The country will never be able to achieve a structural end to rural poverty without land
reforms, including redistributive measures and security of tenure and ownership, prevention
of usurious alienation from vulnerable segments of people and ownership of house sites.
Basic measures to end poverty in the countryside would also include enhanced and just access
to other natural resources, including wastelands, common lands, forests, minerals and water
bodies, and a secure safeguard of food and livelihood security including an employment
guarantee.
Since the 1990s, after the lapse of nearly three decades, there is a deeply worrying trend
of the rate of growth of population overtaking the rate of growth of agricultural
production. Unless we enhance the security and well being of the small farmer and
agricultural worker, it is unlikely that we will adequately enhance agricultural production
higher than the levels to which it is plateauing.
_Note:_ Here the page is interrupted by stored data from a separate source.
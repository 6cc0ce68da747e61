//! Normalized response trees.
//!
//! Responses from the reporting API are deeply nested and inconsistently
//! shaped: a field holding "the events of the day" is an object when there is
//! one event and an array when there are several. [`flatten`] rewrites a
//! decoded body into a [`Node`] tree made only of scalars, maps and lists, and
//! [`OneOrMany`] lets search code treat both shapes through one path.
//!
//! # Example
//!
//! ```rust
//! use flurry_api::metrics::{flatten, Node};
//! use serde_json::json;
//!
//! let single = flatten(json!({"event": {"@eventName": "Login"}}));
//! let many = flatten(json!({"event": [{"@eventName": "Login"}]}));
//!
//! let names = |node: &Node| -> Vec<String> {
//!     node.get("event")
//!         .and_then(Node::one_or_many)
//!         .map(|events| {
//!             events
//!                 .iter()
//!                 .filter_map(|event| event.get("@eventName").and_then(Node::as_str))
//!                 .map(String::from)
//!                 .collect()
//!         })
//!         .unwrap_or_default()
//! };
//!
//! assert_eq!(names(&single), names(&many));
//! ```

use std::collections::BTreeMap;
use std::fmt;

use serde::Serialize;
use serde_json::{Number, Value};

/// A map level of a normalized tree.
pub type NodeMap = BTreeMap<String, Node>;

/// A leaf value of a normalized tree.
#[derive(Clone, Debug, PartialEq, Eq, Serialize)]
#[serde(untagged)]
pub enum Scalar {
    /// JSON `null`.
    Null,
    /// JSON boolean.
    Bool(bool),
    /// JSON number.
    Number(Number),
    /// JSON string.
    String(String),
}

impl Scalar {
    /// Returns the string value, if this is a string.
    #[must_use]
    pub fn as_str(&self) -> Option<&str> {
        match self {
            Self::String(s) => Some(s),
            _ => None,
        }
    }

    /// Returns the value as an integer.
    ///
    /// The API sends most counters as numeric strings, so strings holding an
    /// integer are converted too.
    #[must_use]
    pub fn as_i64(&self) -> Option<i64> {
        match self {
            Self::Number(n) => n.as_i64(),
            Self::String(s) => s.trim().parse().ok(),
            _ => None,
        }
    }

    /// Returns the value as a float, accepting numeric strings.
    #[must_use]
    pub fn as_f64(&self) -> Option<f64> {
        match self {
            Self::Number(n) => n.as_f64(),
            Self::String(s) => s.trim().parse().ok(),
            _ => None,
        }
    }

    /// Returns `true` if this scalar's text equals `text`.
    ///
    /// Numbers compare by their JSON representation.
    #[must_use]
    pub fn matches(&self, text: &str) -> bool {
        match self {
            Self::String(s) => s == text,
            Self::Number(n) => n.to_string() == text,
            _ => false,
        }
    }
}

impl fmt::Display for Scalar {
    fn fmt(&self, f: &mut fmt::Formatter<'_>) -> fmt::Result {
        match self {
            Self::Null => f.write_str("null"),
            Self::Bool(b) => write!(f, "{b}"),
            Self::Number(n) => write!(f, "{n}"),
            Self::String(s) => f.write_str(s),
        }
    }
}

impl From<Scalar> for Value {
    fn from(scalar: Scalar) -> Self {
        match scalar {
            Scalar::Null => Self::Null,
            Scalar::Bool(b) => Self::Bool(b),
            Scalar::Number(n) => Self::Number(n),
            Scalar::String(s) => Self::String(s),
        }
    }
}

/// A node of a normalized response tree.
///
/// Objects become [`Node::Map`], arrays stay ordered [`Node::List`]s so a
/// single object and a collection of objects remain distinguishable.
#[derive(Clone, Debug, PartialEq, Eq, Serialize)]
#[serde(untagged)]
pub enum Node {
    /// A leaf value.
    Scalar(Scalar),
    /// An object, keys in canonical order.
    Map(NodeMap),
    /// An array, in original order.
    List(Vec<Node>),
}

impl Node {
    /// Returns the child at `key` if this node is a map.
    #[must_use]
    pub fn get(&self, key: &str) -> Option<&Self> {
        self.as_map()?.get(key)
    }

    /// Follows a path of map keys from this node.
    #[must_use]
    pub fn pointer(&self, path: &[&str]) -> Option<&Self> {
        path.iter().try_fold(self, |node, key| node.get(key))
    }

    /// Returns the map if this node is one.
    #[must_use]
    pub const fn as_map(&self) -> Option<&NodeMap> {
        match self {
            Self::Map(map) => Some(map),
            _ => None,
        }
    }

    /// Returns the list if this node is one.
    #[must_use]
    pub fn as_list(&self) -> Option<&[Self]> {
        match self {
            Self::List(items) => Some(items),
            _ => None,
        }
    }

    /// Returns the scalar if this node is one.
    #[must_use]
    pub const fn as_scalar(&self) -> Option<&Scalar> {
        match self {
            Self::Scalar(scalar) => Some(scalar),
            _ => None,
        }
    }

    /// Returns the string if this node is a string scalar.
    #[must_use]
    pub fn as_str(&self) -> Option<&str> {
        self.as_scalar()?.as_str()
    }

    /// Returns `true` if this node is `null`.
    #[must_use]
    pub const fn is_null(&self) -> bool {
        matches!(self, Self::Scalar(Scalar::Null))
    }

    /// Views a container as one-or-many.
    ///
    /// A map is [`OneOrMany::Single`], a list is [`OneOrMany::Many`] of its
    /// elements. Scalars have no such view.
    #[must_use]
    pub fn one_or_many(&self) -> Option<OneOrMany<&Self>> {
        match self {
            Self::Map(_) => Some(OneOrMany::Single(self)),
            Self::List(items) => Some(OneOrMany::Many(items.iter().collect())),
            Self::Scalar(_) => None,
        }
    }
}

impl From<Value> for Node {
    fn from(value: Value) -> Self {
        flatten(value)
    }
}

impl From<Node> for Value {
    fn from(node: Node) -> Self {
        match node {
            Node::Scalar(scalar) => scalar.into(),
            Node::Map(map) => Self::Object(map.into_iter().map(|(k, v)| (k, Self::from(v))).collect()),
            Node::List(items) => Self::Array(items.into_iter().map(Self::from).collect()),
        }
    }
}

/// Recursively converts a decoded body into a normalized tree.
///
/// Every object and array at every depth is converted; empty containers stay
/// empty containers.
#[must_use]
pub fn flatten(value: Value) -> Node {
    match value {
        Value::Object(map) => Node::Map(map.into_iter().map(|(k, v)| (k, flatten(v))).collect()),
        Value::Array(items) => Node::List(items.into_iter().map(flatten).collect()),
        Value::Null => Node::Scalar(Scalar::Null),
        Value::Bool(b) => Node::Scalar(Scalar::Bool(b)),
        Value::Number(n) => Node::Scalar(Scalar::Number(n)),
        Value::String(s) => Node::Scalar(Scalar::String(s)),
    }
}

/// A value that may be a single item or a collection of items.
#[derive(Clone, Debug, PartialEq, Eq, Serialize)]
#[serde(untagged)]
pub enum OneOrMany<T> {
    /// Exactly one item.
    Single(T),
    /// Zero or more items.
    Many(Vec<T>),
}

impl<T> OneOrMany<T> {
    /// Iterates the items; `Single` yields one item.
    pub fn iter(&self) -> std::slice::Iter<'_, T> {
        match self {
            Self::Single(item) => std::slice::from_ref(item).iter(),
            Self::Many(items) => items.iter(),
        }
    }

    /// Returns the number of items.
    #[must_use]
    pub fn len(&self) -> usize {
        match self {
            Self::Single(_) => 1,
            Self::Many(items) => items.len(),
        }
    }

    /// Returns `true` if there are no items.
    #[must_use]
    pub fn is_empty(&self) -> bool {
        self.len() == 0
    }

    /// Converts into a vector of items.
    #[must_use]
    pub fn into_vec(self) -> Vec<T> {
        match self {
            Self::Single(item) => vec![item],
            Self::Many(items) => items,
        }
    }
}

impl<T> IntoIterator for OneOrMany<T> {
    type Item = T;
    type IntoIter = std::vec::IntoIter<T>;

    fn into_iter(self) -> Self::IntoIter {
        self.into_vec().into_iter()
    }
}

impl<'a, T> IntoIterator for &'a OneOrMany<T> {
    type Item = &'a T;
    type IntoIter = std::slice::Iter<'a, T>;

    fn into_iter(self) -> Self::IntoIter {
        self.iter()
    }
}

impl From<&str> for OneOrMany<String> {
    fn from(item: &str) -> Self {
        Self::Single(item.to_string())
    }
}

impl From<String> for OneOrMany<String> {
    fn from(item: String) -> Self {
        Self::Single(item)
    }
}

impl From<Vec<String>> for OneOrMany<String> {
    fn from(items: Vec<String>) -> Self {
        Self::Many(items)
    }
}

impl From<Vec<&str>> for OneOrMany<String> {
    fn from(items: Vec<&str>) -> Self {
        Self::Many(items.into_iter().map(String::from).collect())
    }
}

impl From<&[&str]> for OneOrMany<String> {
    fn from(items: &[&str]) -> Self {
        Self::Many(items.iter().map(|s| (*s).to_string()).collect())
    }
}

impl<const N: usize> From<[&str; N]> for OneOrMany<String> {
    fn from(items: [&str; N]) -> Self {
        Self::Many(items.iter().map(|s| (*s).to_string()).collect())
    }
}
Therefore the rationale for land reforms
is not just equity but even growth.
But the imperative for land reforms derives firstly from the Constitutional mandate for
equality before law and the primary duty of the state to ensure redistributive justice. It
is reiterated nearly sixty years after Independence in the Common Minimum Programme of the
UPA government, declared on 24 May 2004, that ‘landless families will be endowed with land
through implementation of land ceiling and land redistribution legislation. No reversal of
ceiling will be permitted’. This national policy is to redeem that resolve, and the older
pledge made by the founders of India’s secular socialist democratic Constitution.